Mr. Secretary Crump translated. The President blinked, and intimated that he would hear more. Mr. Scobell relighted his cigar-stump, and proceeded.
"Say, you've heard of
Filtered through Mr. Crump, the question became intelligible to the President. He said he had heard of M. Blanc. Mr. Crump caught the reply and sent it on to Mr. Scobell, as the man on first base catches the ball and throws it to second.
Mr. Scobell relighted his cigar.
"Well, I'm in that line. I'm going to put this island on the map just like old Doctor Blonk put Monte Carlo. I've been studying up all about the old man, and I know just what he did and how he did it. Monte Carlo was just such another jerkwater little place as this is before he hit it. The government was down to its last bean and wondering where the Heck its next meal-ticket was coming from, when in blows Mr. Man, tucks up his shirt-sleeves, and starts the tables. And after that the place never looked back. You and your crowd gotta get together and pass a vote to give me a gambling concession here, same as they did him. Scobell's my name. Hand him that, Crump."
Mr. Crump obliged once more. A gleam of intelligence came into the President's dull eye. He nodded once or twice. He talked volubly in French to Mr. Crump, who responded in the same tongue.
"The idea seems to strike him, sir," said Mr. Crump.
"It ought to, if he isn't a clam," replied Mr. Scobell. He started to relight his cigar, but after scorching the tip of his nose, bowed to the inevitable and threw the relic away.
"See here," he said, having bitten the end off the next in order; "I've thought this thing out from soup to nuts.
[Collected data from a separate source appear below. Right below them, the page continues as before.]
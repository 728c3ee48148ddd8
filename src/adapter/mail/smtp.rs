//! SMTP Mailer
//!
//! Mailer の SMTP (STARTTLS) 実装

use std::path::Path;
use std::time::Duration;

use async_trait::async_trait;
use lettre::message::header::ContentType;
use lettre::message::{Attachment, Mailbox, MultiPart, SinglePart};
use lettre::transport::smtp::authentication::Credentials;
use lettre::{Address, AsyncSmtpTransport, AsyncTransport, Message, Tokio1Executor};
use log::info;

use crate::adapter::config::GmailSection;
use crate::domain::entities::notification::Notification;
use crate::domain::error::{Result, UploaderError};
use crate::domain::repositories::mail_repository::Mailer;

pub const SMTP_HOST: &str = "smtp.gmail.com";
pub const SMTP_PORT: u16 = 587;
const SMTP_TIMEOUT_SECS: u64 = 60;

fn mail_error(context: &str, e: impl std::fmt::Display) -> UploaderError {
    UploaderError::Notification(format!("{}: {}", context, e))
}

fn parse_address(address: &str) -> Result<Address> {
    address
        .parse::<Address>()
        .map_err(|e| mail_error(&format!("Invalid address {}", address), e))
}

/// 添付ファイルを読み込んで MIME パートにする
fn attachment_part(path: &Path) -> Result<SinglePart> {
    let data = std::fs::read(path)
        .map_err(|e| mail_error(&format!("Failed to read attachment {}", path.display()), e))?;
    let file_name = path
        .file_name()
        .map(|n| n.to_string_lossy().to_string())
        .unwrap_or_else(|| "attachment".to_string());
    let content_type =
        ContentType::parse("image/jpeg").map_err(|e| mail_error("Invalid content type", e))?;

    Ok(Attachment::new(file_name).body(data, content_type))
}

/// 通知からメールメッセージを組み立てる
///
/// 本文（text/plain）と添付画像からなる multipart/mixed メッセージ
pub fn build_message(notification: &Notification) -> Result<Message> {
    let from = Mailbox::new(
        Some(notification.from_name.clone()),
        parse_address(&notification.sender)?,
    );

    let mut builder = Message::builder()
        .from(from)
        .subject(notification.subject.as_str())
        .date_now();
    for recipient in &notification.recipients {
        builder = builder.to(Mailbox::new(None, parse_address(recipient)?));
    }

    let mut body = MultiPart::mixed().singlepart(SinglePart::plain(notification.body.clone()));
    for path in &notification.attachments {
        body = body.singlepart(attachment_part(path)?);
    }

    builder
        .multipart(body)
        .map_err(|e| mail_error("Failed to build message", e))
}

/// SMTP メール送信
pub struct SmtpMailer {
    user: String,
    password: String,
    host: String,
    port: u16,
}

impl SmtpMailer {
    /// `[gmail]` セクションのアカウントで送信する
    pub fn from_config(gmail: &GmailSection) -> Self {
        Self {
            user: gmail.user.clone(),
            password: gmail.password.clone(),
            host: SMTP_HOST.to_string(),
            port: SMTP_PORT,
        }
    }

    fn transport(&self) -> Result<AsyncSmtpTransport<Tokio1Executor>> {
        let transport = AsyncSmtpTransport::<Tokio1Executor>::starttls_relay(&self.host)
            .map_err(|e| mail_error("Failed to configure SMTP relay", e))?
            .port(self.port)
            .credentials(Credentials::new(self.user.clone(), self.password.clone()))
            .timeout(Some(Duration::from_secs(SMTP_TIMEOUT_SECS)))
            .build();
        Ok(transport)
    }
}

#[cfg_attr(coverage_nightly, coverage(off))]
#[async_trait]
impl Mailer for SmtpMailer {
    async fn send(&self, notification: &Notification) -> Result<()> {
        let message = build_message(notification)?;
        let transport = self.transport()?;

        transport
            .send(message)
            .await
            .map_err(|e| mail_error("SMTP send failed", e))?;

        info!(
            "Sent mail via {}:{} to {}",
            self.host,
            self.port,
            notification.recipients.join(", ")
        );
        Ok(())
    }
}

#[cfg(test)]
mod tests {
    use super::*;
    use std::fs;
    use tempfile::TempDir;

    fn create_notification(attachments: Vec<std::path::PathBuf>) -> Notification {
        Notification {
            from_name: "Motion".to_string(),
            sender: "motion@example.com".to_string(),
            recipients: vec!["a@x.com".to_string(), "b@x.com".to_string()],
            subject: "Motion detected - garden".to_string(),
            body: "A new video was uploaded\n\nvid001.avi\nhttps://drive.google.com/file/d/1/view"
                .to_string(),
            attachments,
        }
    }

    #[test]
    fn test_build_message_headers() {
        let message = build_message(&create_notification(vec![])).unwrap();
        let formatted = String::from_utf8(message.formatted()).unwrap();

        assert!(formatted.contains("From: \"Motion\" <motion@example.com>")
            || formatted.contains("From: Motion <motion@example.com>"));
        assert!(formatted.contains("a@x.com"));
        assert!(formatted.contains("b@x.com"));
        assert!(formatted.contains("Subject: Motion detected - garden"));
        assert!(formatted.contains("multipart/mixed"));
    }

    #[test]
    fn test_build_message_envelope_recipients() {
        let message = build_message(&create_notification(vec![])).unwrap();
        let recipients: Vec<String> = message
            .envelope()
            .to()
            .iter()
            .map(|a| a.to_string())
            .collect();

        assert_eq!(recipients, vec!["a@x.com", "b@x.com"]);
    }

    #[test]
    fn test_build_message_with_attachment() {
        let temp_dir = TempDir::new().unwrap();
        let thumbnail = temp_dir.path().join("motion.jpg");
        fs::write(&thumbnail, b"\xFF\xD8\xFF\xE0jpeg").unwrap();

        let message = build_message(&create_notification(vec![thumbnail])).unwrap();
        let formatted = String::from_utf8(message.formatted()).unwrap();

        assert!(formatted.contains("image/jpeg"));
        assert!(formatted.contains("filename=\"motion.jpg\""));
    }

    #[test]
    fn test_build_message_missing_attachment() {
        let result = build_message(&create_notification(vec!["/nonexistent/motion.jpg".into()]));
        assert!(matches!(result, Err(UploaderError::Notification(_))));
    }

    #[test]
    fn test_build_message_invalid_recipient() {
        let mut notification = create_notification(vec![]);
        notification.recipients.push("not-an-address".to_string());

        assert!(matches!(
            build_message(&notification),
            Err(UploaderError::Notification(_))
        ));
    }
}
There's heaps of room for another Monte Carlo. Monte's a dandy place, but it's not perfect by a long way. To start with, it's hilly. You have to take the elevator to get to the Casino, and when you've gotten to the end of your roll and want to soak your pearl pin, where's the hock-shop? Half a mile away up the side of a mountain. It ain't right. In my Casino there's going to be a resident pawnbroker inside the building, just off the main entrance. That's only one of a heap of improvements. Another is that my Casino's scheduled to be a home from home, a place you can be real cosy in. You'll look around you, and the only thing you'll miss will be mother's face. Yes, sir, there's no need for a gambling Casino to look and feel and smell like the reading-room at the British Museum. Comfort, coziness and convenience. That's the ticket I'm running on. Slip that to the old gink, Crump."
A further outburst of the French language from Mr. Crump, supplemented on the part of the "old gink" by gesticulations, interrupted the proceedings.
"What's he saying now?" asked Mr. Scobell.
"He wants to know—"
"Don't tell. Let me guess. He wants to know what sort of a rake-off he and the other somnambulists will get—the darned old pirate! Is that it?"
Mr. Crump said that that was just it.
"That'll be all right," said Mr. Scobell. "Old man Blong's offer to the Prince of Monaco was five hundred thousand francs a year—that's somewhere around a hundred thousand dollars in real money—and half the profits made by the Casino. That's my offer, too. See how that hits him, Crump."
Mr. Crump investigated.
"He says he accepts gladly, on behalf of the Republic, sir," he announced.
M. d'Orby confirmed the statement by rising, dodging the cigar, and kissing Mr. Scobell on both cheeks.
"Cut it out," said the financier austerely, breaking out of the clinch. "We'll take the Apache Dance as read. Good-by, Squire. Glad it's settled. Now I can get busy."